Dykstra urged the panel to incentivize retailers and third parties they contract with to better protect consumer data with tougher laws.
She referred to stricter laws in other states that shift the liability and levy penalties onto retailers responsible for data breaches--noting there are 46 states with disparate laws enacted to reduce data breaches. Nevada, Washington and Minnesota are among the states that have stricter laws than California.
"Where California has stopped, some other states have kept going to address the inequities and lack of responsibility that currently exists in the system," she noted. "Retailers have no real security standards, no financial responsibility when a breach occurs and no mandate to notify the public and hinder the financial institutions' ability to inform the consumer where the breach occurred. Unfortunately, both state and federal law as it exists today, allows merchants to abandon that responsibility, leaving consumers exposed."
Co-chaired by Assemblymen Roger Dickinson (D-Sacramento) and Robert Wieckowski (D-Fremont), the special joint committee information hearing focused on ways to prevent future personal data breaches. In addition to Dykstra, representatives from the banking industry, consumer groups, retailers, and credit card industries also testified.
On the federal level, the Credit Union National Association has urged the U.S. Congress to take a broad look at how consumer data is secured and the improvements that are necessary to prevent future breaches.

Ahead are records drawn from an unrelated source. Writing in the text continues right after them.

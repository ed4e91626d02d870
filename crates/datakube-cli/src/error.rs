//! Error types for the Datakube CLI
//!
//! Messages are user-facing and say what to check next.

use datakube_orchestrator::{index::IndexError, queue::QueueError, storage::StorageError};
use thiserror::Error;

/// Result type alias for CLI operations
pub type Result<T> = std::result::Result<T, CliError>;

/// Error type for CLI operations
#[derive(Error, Debug)]
pub enum CliError {
    /// Queue service call failed
    #[error("Queue error: {0}. Check the queue name, region and credentials.")]
    Queue(#[from] QueueError),

    /// Object storage call failed
    #[error("Storage error: {0}. Check the bucket name and your read permissions.")]
    Storage(#[from] StorageError),

    /// Index service call failed
    #[error("Index error: {0}. Ensure the index service is running and reachable.")]
    Index(#[from] IndexError),

    /// File system operation failed
    #[error("File operation failed: {0}. Check the file path and permissions.")]
    Io(#[from] std::io::Error),

    /// Required file is missing
    #[error("File not found: '{0}'. Verify the file path exists.")]
    FileNotFound(String),

    /// Generic anyhow error wrapper
    #[error(transparent)]
    Other(#[from] anyhow::Error),
}
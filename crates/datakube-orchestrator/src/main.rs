//! Datakube Orchestrator - Main entry point

use anyhow::{Context, Result};
use clap::Parser;
use datakube_common::logging::{init_logging, LogConfig, LogLevel};
use std::sync::Arc;
use tokio::signal;
use tracing::info;

use datakube_orchestrator::{
    archive::Archiver,
    aws,
    cli::Cli,
    index::{DatasetIndex, HttpIndex},
    ingest::{Consumer, DatasetRegistrar, EventDecoder, KeyFilter},
    queue::{QueueClient, SqsQueue},
    storage::S3Store,
    Orchestrator, OrchestratorConfig,
};

#[tokio::main]
async fn main() -> Result<()> {
    dotenvy::dotenv().ok();

    let cli = Cli::parse();

    let log_config = LogConfig::builder()
        .level(if cli.verbose { LogLevel::Debug } else { LogLevel::Info })
        .log_file_prefix("datakube-orchestrator")
        .build()
        .merge_env()?;

    init_logging(&log_config)?;

    info!("Starting Datakube orchestrator");

    let config = OrchestratorConfig::from_cli(&cli)?;
    info!(
        queue = ?config.queue.name,
        sources_policy = %config.ingest.sources_policy,
        prefixes = ?config.ingest.prefix_filters,
        archive_policies = config.archive.policies.len(),
        "Configuration loaded"
    );

    let http_index = HttpIndex::new(&config.index.url, config.index_timeout())
        .context("Failed to create index client")?;
    info!(url = %http_index.base_url(), "Using index service");
    let index: Arc<dyn DatasetIndex> = Arc::new(http_index);

    let sdk_config = aws::load_sdk_config(&config.aws).await;

    let consumer = match &config.queue.name {
        Some(name) => {
            let queue = SqsQueue::resolve(aws::sqs_client(&sdk_config), name)
                .await
                .with_context(|| format!("Failed to resolve queue '{}'", name))?;
            info!(url = %queue.url(), "Consuming queue");

            let store = S3Store::new(aws::s3_client(&sdk_config, &config.aws));
            let registrar =
                DatasetRegistrar::new(Arc::new(store), index.clone(), config.ingest.sources_policy);
            let decoder = EventDecoder::new(
                config.ingest.body_format.clone(),
                KeyFilter::new(config.ingest.prefix_filters.as_slice())?,
            );

            Some(
                Consumer::new(
                    Arc::new(queue),
                    decoder,
                    Arc::new(registrar),
                    index.clone(),
                    config.receive_options(),
                )
                .with_dashboard_refresh(config.refresh_dashboard),
            )
        },
        None => None,
    };

    let archiver = Archiver::new(index).with_dashboard_refresh(config.refresh_dashboard);
    let mut orchestrator = Orchestrator::new(
        consumer,
        archiver,
        config.archive.policies.clone(),
        config.poll_interval(),
    );

    if config.drain_and_exit {
        orchestrator.drain_once().await?;
        return Ok(());
    }

    orchestrator.run(shutdown_signal()).await?;

    info!("Orchestrator shut down");

    Ok(())
}

/// Resolves on Ctrl+C or SIGTERM
async fn shutdown_signal() {
    let ctrl_c = async {
        if let Err(e) = signal::ctrl_c().await {
            tracing::error!("Failed to install Ctrl+C handler: {}", e);
            std::future::pending::<()>().await;
        }
    };

    #[cfg(unix)]
    let terminate = async {
        match signal::unix::signal(signal::unix::SignalKind::terminate()) {
            Ok(mut signal) => {
                signal.recv().await;
            },
            Err(e) => {
                tracing::error!("Failed to install SIGTERM handler: {}", e);
                std::future::pending::<()>().await;
            },
        }
    };

    #[cfg(not(unix))]
    let terminate = std::future::pending::<()>();

    tokio::select! {
        _ = ctrl_c => {
            info!("Received Ctrl+C, shutting down");
        },
        _ = terminate => {
            info!("Received terminate signal, shutting down");
        },
    }
}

In a statement submitted for a Senate hearing, CUNA President/CEO Bill Cheney wrote, "Data breaches occur, in part, because merchants are not required to adhere to the same statutory data security standards that credit unions and other financial institutions must follow, and merchants are rarely held accountable for the costs others incur as a result of the breaches.
"All participants in the payment process have a shared responsibility to protect consumer data, but the law and the incentive structure today allows merchants to abdicate that responsibility, making consumers vulnerable."